On a smaller level, you may believe you suffer from specific limitations. Like you are not a multitasks or you are an introvert and fearful of social situations or you have to wait until this specific thing happens before you can be happy. All of these little lies keep us safe and comfortable as well as limit our potential.
In most cases these stories are stories that were told in our childhood about our capacities, our identity, and our relationships. And in most cases, these stories are lies we continue to tell ourselves and don’t even realize we are doing it. Magically, when we decide to confront these lies, limitations and obstacles fall to the wayside and we suddenly grow exponentially!
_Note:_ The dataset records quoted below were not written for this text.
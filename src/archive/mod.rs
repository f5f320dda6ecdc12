//! Archive inspection for release downloads.
//!
//! Two questions are answered here:
//!
//! - which extraction type the build orchestrator should use, inferred purely
//!   from the download URL ([`ArchiveType::from_url`])
//! - which directory every member of the archive lives under, so it can be
//!   stripped on extraction ([`common_prefix`])
//!
//! The member listing sniffs the actual bytes rather than trusting the URL, so
//! a source tarball served from an extension-less API URL is still read as
//! gzip.

use std::fmt;
use std::io::{Cursor, Read};
use std::path::{Component, Path};
use thiserror::Error;

/// Extraction type written into `http_archive(type = ...)`.
#[derive(Debug, Clone, Copy, PartialEq, Eq)]
pub enum ArchiveType {
    /// gzip-compressed tar
    Tgz,
    /// zip
    Zip,
    /// xz-compressed tar
    Xz,
    /// bzip2-compressed tar
    TarBz2,
}

impl ArchiveType {
    /// Infer from the URL suffix: `.zip`, `.xz`, `.tar.bz2`, anything else is tgz.
    #[must_use]
    pub fn from_url(url: &str) -> Self {
        if url.ends_with(".zip") {
            Self::Zip
        } else if url.ends_with(".xz") {
            Self::Xz
        } else if url.ends_with(".tar.bz2") {
            Self::TarBz2
        } else {
            Self::Tgz
        }
    }

    /// The orchestrator's name for this type.
    #[must_use]
    pub const fn as_str(self) -> &'static str {
        match self {
            Self::Tgz => "tgz",
            Self::Zip => "zip",
            Self::Xz => "xz",
            Self::TarBz2 => "tar.bz2",
        }
    }
}

impl fmt::Display for ArchiveType {
    fn fmt(&self, f: &mut fmt::Formatter<'_>) -> fmt::Result {
        f.write_str(self.as_str())
    }
}

/// Failure to list an archive.
#[derive(Debug, Error)]
pub enum ArchiveError {
    /// Corrupt tar stream or decompression failure
    #[error("{0}")]
    Io(#[from] std::io::Error),
    /// Corrupt zip
    #[error("{0}")]
    Zip(#[from] zip::result::ZipError),
}

/// Container format detected from magic bytes.
#[derive(Debug, Clone, Copy, PartialEq, Eq)]
pub enum Format {
    /// zip
    Zip,
    /// tar + gzip
    Gzip,
    /// tar + xz
    Xz,
    /// tar + bzip2
    Bzip2,
    /// uncompressed tar
    Tar,
}

/// Detect the container format of downloaded bytes.
#[must_use]
pub fn sniff(content: &[u8]) -> Format {
    if content.starts_with(b"PK\x03\x04") || content.starts_with(b"PK\x05\x06") {
        Format::Zip
    } else if content.starts_with(&[0x1f, 0x8b]) {
        Format::Gzip
    } else if content.starts_with(&[0xfd, b'7', b'z', b'X', b'Z', 0x00]) {
        Format::Xz
    } else if content.starts_with(b"BZh") {
        Format::Bzip2
    } else {
        Format::Tar
    }
}

/// One archive member reduced to what prefix computation needs.
#[derive(Debug, Clone, PartialEq, Eq)]
pub struct Member {
    /// Path inside the archive
    pub path: String,
    /// Whether the member is a directory
    pub is_dir: bool,
}

/// List the members of an archive held in memory.
pub fn members(content: &[u8]) -> Result<Vec<Member>, ArchiveError> {
    match sniff(content) {
        Format::Zip => zip_members(content),
        Format::Gzip => tar_members(flate2::read::GzDecoder::new(content)),
        Format::Xz => tar_members(xz2::read::XzDecoder::new(content)),
        Format::Bzip2 => tar_members(bzip2::read::BzDecoder::new(content)),
        Format::Tar => tar_members(content),
    }
}

fn zip_members(content: &[u8]) -> Result<Vec<Member>, ArchiveError> {
    let mut archive = zip::ZipArchive::new(Cursor::new(content))?;
    let mut out = Vec::with_capacity(archive.len());
    for i in 0..archive.len() {
        let file = archive.by_index(i)?;
        out.push(Member {
            path: file.name().to_string(),
            is_dir: file.is_dir(),
        });
    }
    Ok(out)
}

fn tar_members<R: Read>(reader: R) -> Result<Vec<Member>, ArchiveError> {
    use tar::EntryType;

    let mut archive = tar::Archive::new(reader);
    let mut out = Vec::new();
    for entry in archive.entries()? {
        let entry = entry?;
        let entry_type = entry.header().entry_type();
        // Extension headers (e.g. the forge's pax_global_header) are not members.
        if matches!(
            entry_type,
            EntryType::XGlobalHeader
                | EntryType::XHeader
                | EntryType::GNULongName
                | EntryType::GNULongLink
        ) {
            continue;
        }
        out.push(Member {
            path: entry.path()?.to_string_lossy().into_owned(),
            is_dir: entry_type.is_dir(),
        });
    }
    Ok(out)
}

/// Directory shared by every member, as a `/`-separated path without a
/// trailing slash. Empty when members do not share a directory.
pub fn common_prefix(content: &[u8]) -> Result<String, ArchiveError> {
    Ok(common_dir(&members(content)?))
}

/// Common leading directory of a member list.
///
/// File names never count as part of the prefix, so an archive holding a
/// single top-level file has an empty prefix.
#[must_use]
pub fn common_dir(members: &[Member]) -> String {
    let mut common: Option<Vec<String>> = None;

    for member in members {
        let mut dirs: Vec<String> = Path::new(&member.path)
            .components()
            .filter_map(|c| match c {
                Component::Normal(part) => Some(part.to_string_lossy().into_owned()),
                _ => None,
            })
            .collect();
        if !member.is_dir {
            dirs.pop();
        }

        common = Some(match common {
            None => dirs,
            Some(prev) => prev.into_iter().zip(dirs).take_while(|(a, b)| a == b).map(|(a, _)| a).collect(),
        });
    }

    common.unwrap_or_default().join("/")
}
I will share some of my stories with you. I would love to hear yours in return.
As a teen I believed I was undesirable. Secretly, I also narcissistically believed I was so desirable boys were intimidated by me (due to idealistic praise from my mother). Neither of these beliefs were true. Yet, I operated under the first, fearful of owning my desirability. This story, that no one desired me became a self-fulfilled prophesy. I seemed desperate for attention from boys yet standoffish and fearful. It was not until I dropped this story (both conflicting stories really) that I began to enjoy dating and meet a lot of guys that were interested in me.
As a young adult, I secretly believed that I had to have a successful marriage by fixing my spouse. Yet, would not work on the issues I brought to the relationship, which were admittedly much less serious than my spouse’s. Though had I worked through my own codependency, I would have easily left the relationship in search of a healthier life.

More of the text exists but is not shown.